PROBLEM STATEMENT: Say how many lines in the entries contain "struct", giving only the number.

Stored items:

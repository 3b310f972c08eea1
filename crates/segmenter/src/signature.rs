use page_dom::{Document, NodeId};

use crate::text::digest_prefix;

/// Attributes consulted, in order, for a durable element identity.
pub const DURABLE_ATTRIBUTES: [&str; 4] = ["data-tweet-id", "data-item-id", "data-id", "id"];

const STATUS_PATH: &str = "/status/";

/// Identity derived from durable attributes, a permalink anchor or an aria reference.
pub fn stable_identifier(doc: &Document, element: NodeId) -> Option<String> {
    doc.element(element)?;
    for attr in DURABLE_ATTRIBUTES {
        if let Some(value) = doc.attr(element, attr).filter(|v| !v.is_empty()) {
            return Some(format!("{attr}:{value}"));
        }
    }

    let permalink = doc.descendants(element).into_iter().find_map(|node| {
        if doc.tag(node) != Some("a") {
            return None;
        }
        doc.attr(node, "href").filter(|href| href.contains(STATUS_PATH))
    });
    if let Some(href) = permalink {
        if let Ok(resolved) = doc.url().join(href) {
            return Some(format!("status:{}", resolved.path()));
        }
    }

    doc.attr(element, "aria-describedby")
        .filter(|v| !v.is_empty())
        .map(|value| format!("aria:{value}"))
}

/// Hostname-namespaced identity of a scan target, deterministic for a page session.
pub fn build_signature(doc: &Document, element: NodeId) -> String {
    let host = doc.hostname();
    if let Some(stable) = stable_identifier(doc, element) {
        return format!("{host}:{stable}");
    }

    let normalized = doc.text_content(element).trim().to_lowercase();
    if !normalized.is_empty() {
        return format!("{host}:text:{}", digest_prefix(&normalized, 16));
    }

    let classes = doc
        .element(element)
        .map(|data| data.classes().collect::<Vec<_>>().join("."))
        .unwrap_or_default();
    let parts: Vec<&str> = [
        doc.attr(element, "data-testid").unwrap_or(""),
        doc.attr(element, "role").unwrap_or(""),
        classes.as_str(),
    ]
    .into_iter()
    .filter(|part| !part.is_empty())
    .collect();
    if !parts.is_empty() {
        return format!("{host}:fallback:{}", parts.join(":"));
    }
    format!("{host}:node:{}", element.index())
}
use std::path::PathBuf;

use anyhow::Result;
use clap::{Args, Subcommand};
use serde::Serialize;

use feedback_queue::{FeedbackConfig, FeedbackQueue};
use relay_bridge::OnlineFlag;
use sentinel_event_bus::{InMemoryBus, NotificationBus};

use super::context::CliContext;
use super::runtime::{build_relay, open_store};

#[derive(Args, Clone, Debug)]
pub struct FeedbackArgs {
    #[command(subcommand)]
    pub action: FeedbackAction,

    /// Directory of the persisted feedback queue
    #[arg(long, value_name = "DIR", global = true)]
    pub data_dir: Option<PathBuf>,
}

#[derive(Subcommand, Clone, Debug)]
pub enum FeedbackAction {
    /// Deliver every queued report once
    Flush {
        /// Feedback endpoint base URL
        #[arg(long)]
        relay: Option<String>,

        /// API key sent with every report
        #[arg(long)]
        api_key: Option<String>,
    },

    /// Print the feedback history, most recent first
    History,

    /// Print the reports waiting in the queue
    Pending,
}

pub async fn cmd_feedback(args: FeedbackArgs, ctx: &CliContext) -> Result<()> {
    let policy = ctx.policy();
    let store = open_store(args.data_dir)?;
    let (relay_url, api_key) = match &args.action {
        FeedbackAction::Flush { relay, api_key } => (relay.clone(), api_key.clone()),
        _ => (None, None),
    };
    let relay = build_relay(policy, relay_url, api_key)?;
    let queue = FeedbackQueue::new(
        FeedbackConfig::from_policy(&policy.feedback),
        relay,
        Some(store),
        OnlineFlag::new(true),
        InMemoryBus::new(64) as NotificationBus,
    );

    match args.action {
        FeedbackAction::Flush { .. } => print_json(&queue.flush().await)?,
        FeedbackAction::History => print_json(&queue.history().await)?,
        FeedbackAction::Pending => print_json(&queue.pending().await)?,
    }
    queue.shutdown();
    Ok(())
}

fn print_json<T: Serialize + ?Sized>(value: &T) -> Result<()> {
    println!("{}", serde_json::to_string_pretty(value)?);
    Ok(())
}
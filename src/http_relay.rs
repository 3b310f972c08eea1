use std::time::Duration;

use async_trait::async_trait;
use reqwest::Client;
use serde::de::DeserializeOwned;
use serde::{Deserialize, Serialize};
use serde_json::Value;
use tracing::{debug, warn};

use relay_bridge::{BatchResponse, ClassifierRelay, FeedbackPayload, FeedbackRelay, RelayError};
use sentinel_core_types::Classification;
use sentinel_policy_center::RelayPolicy;

pub const API_KEY_HEADER: &str = "X-API-Key";

#[derive(Debug, Clone)]
pub struct HttpRelayConfig {
    pub base_url: String,
    pub api_key: Option<String>,
    pub timeout: Duration,
}

impl HttpRelayConfig {
    pub fn from_policy(policy: &RelayPolicy) -> Self {
        Self {
            base_url: policy.base_url.clone(),
            api_key: policy.api_key.clone().filter(|key| !key.is_empty()),
            timeout: Duration::from_millis(policy.timeout_ms),
        }
    }
}

#[derive(Serialize)]
struct SingleRequest<'a> {
    text: &'a str,
}

#[derive(Serialize)]
struct BatchRequest<'a> {
    texts: &'a [String],
}

#[derive(Deserialize)]
struct ErrorBody {
    error: String,
}

/// Classifier and feedback relay talking to one backend host.
pub struct HttpRelay {
    client: Client,
    config: HttpRelayConfig,
}

impl HttpRelay {
    pub fn new(config: HttpRelayConfig) -> Result<Self, RelayError> {
        let client = Client::builder()
            .timeout(config.timeout)
            .build()
            .map_err(|err| RelayError::Internal(format!("failed to build HTTP client: {err}")))?;
        Ok(Self { client, config })
    }

    pub fn config(&self) -> &HttpRelayConfig {
        &self.config
    }

    fn url(&self, path: &str) -> String {
        format!(
            "{}/{}",
            self.config.base_url.trim_end_matches('/'),
            path.trim_start_matches('/')
        )
    }

    async fn post<B, T>(&self, path: &str, body: &B) -> Result<T, RelayError>
    where
        B: Serialize + ?Sized,
        T: DeserializeOwned,
    {
        let mut request = self.client.post(self.url(path)).json(body);
        if let Some(key) = &self.config.api_key {
            request = request.header(API_KEY_HEADER, key);
        }
        let response = request
            .send()
            .await
            .map_err(|err| RelayError::Transport(err.to_string()))?;

        let status = response.status();
        if !status.is_success() {
            let text = response
                .text()
                .await
                .unwrap_or_else(|_| "<response unavailable>".to_string());
            let message = serde_json::from_str::<ErrorBody>(&text)
                .map(|body| body.error)
                .unwrap_or(text);
            warn!(target: "relay.http", path, status = status.as_u16(), %message, "request rejected");
            return Err(RelayError::Rejected {
                status: status.as_u16(),
                message,
            });
        }
        debug!(target: "relay.http", path, status = status.as_u16(), "request ok");
        response
            .json::<T>()
            .await
            .map_err(|err| RelayError::Internal(format!("invalid response body: {err}")))
    }
}

#[async_trait]
impl ClassifierRelay for HttpRelay {
    async fn classify_single(&self, text: &str) -> Result<Classification, RelayError> {
        self.post("/predict", &SingleRequest { text }).await
    }

    async fn classify_batch(&self, texts: &[String]) -> Result<BatchResponse, RelayError> {
        self.post("/predict/batch", &BatchRequest { texts }).await
    }
}

#[async_trait]
impl FeedbackRelay for HttpRelay {
    async fn submit_feedback(&self, payload: &FeedbackPayload) -> Result<(), RelayError> {
        let _: Value = self.post("/report", payload).await?;
        Ok(())
    }
}
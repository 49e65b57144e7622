//! Region boundary tree
//!
//! Every table cell the selection touches becomes a boundary node, attached
//! under the boundary that encloses its table. Cells of one table are
//! grouped together so the emitter knows which table fences each gap.
//! Tables lying wholly inside the selection are opaque: their cells never
//! become boundaries.

use crate::dom::{intersects_selection, Document, NodeId, SelectionRange, SelectionScope, Tag};
use log::debug;

/// A node that regions are carved out of.
#[derive(Debug, Clone, PartialEq, Eq)]
pub struct BoundaryNode {
    /// The region root (document root or a table cell)
    pub node: NodeId,
    /// Child boundaries grouped by table, in document order
    pub groups: Vec<BoundaryGroup>,
}

/// Child boundaries that sit in the same table.
#[derive(Debug, Clone, PartialEq, Eq)]
pub struct BoundaryGroup {
    pub table: NodeId,
    /// Indexes into the owning [`BoundaryTree`]
    pub members: Vec<usize>,
}

/// Arena of boundary nodes; index 0 is the root.
#[derive(Debug, Clone, PartialEq, Eq)]
pub struct BoundaryTree {
    nodes: Vec<BoundaryNode>,
}

impl BoundaryTree {
    pub const ROOT: usize = 0;

    pub fn node(&self, index: usize) -> &BoundaryNode {
        &self.nodes[index]
    }

    pub fn len(&self) -> usize {
        self.nodes.len()
    }

    pub fn is_empty(&self) -> bool {
        self.nodes.is_empty()
    }

    fn push(&mut self, node: NodeId) -> usize {
        self.nodes.push(BoundaryNode {
            node,
            groups: Vec::new(),
        });
        self.nodes.len() - 1
    }
}

/// Build the boundary tree for a selection under `root`.
pub fn build_boundary_tree(doc: &Document, root: NodeId, range: &SelectionRange) -> BoundaryTree {
    let (start, end) = range.normalized(doc);
    let descendants = doc.descendants(root);

    let opaque_tables: Vec<NodeId> = descendants
        .iter()
        .copied()
        .filter(|&n| doc.is_element(n, Tag::Table))
        .filter(|&n| intersects_selection(doc, n, &start, &end, SelectionScope::InSelection))
        .collect();

    let mut tree = BoundaryTree { nodes: Vec::new() };
    tree.push(root);

    let cells = descendants
        .iter()
        .copied()
        .filter(|&n| doc.tag(n).is_some_and(Tag::is_cell))
        .filter(|&n| intersects_selection(doc, n, &start, &end, SelectionScope::OnSelection));

    for cell in cells {
        let Some(table) = doc.closest_ancestor(cell, root, |t| t == Tag::Table) else {
            continue;
        };
        if opaque_tables.contains(&table) {
            continue;
        }

        let index = tree.push(cell);
        let owner = (0..index)
            .rev()
            .find(|&i| doc.contains(tree.nodes[i].node, table));

        match owner {
            Some(owner) => {
                let groups = &mut tree.nodes[owner].groups;
                match groups.iter_mut().find(|g| g.table == table) {
                    Some(group) => group.members.push(index),
                    None => groups.push(BoundaryGroup {
                        table,
                        members: vec![index],
                    }),
                }
            }
            None => debug!("Cell {} has no enclosing boundary", cell),
        }
    }

    tree
}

SOLVED PROBLEM: 9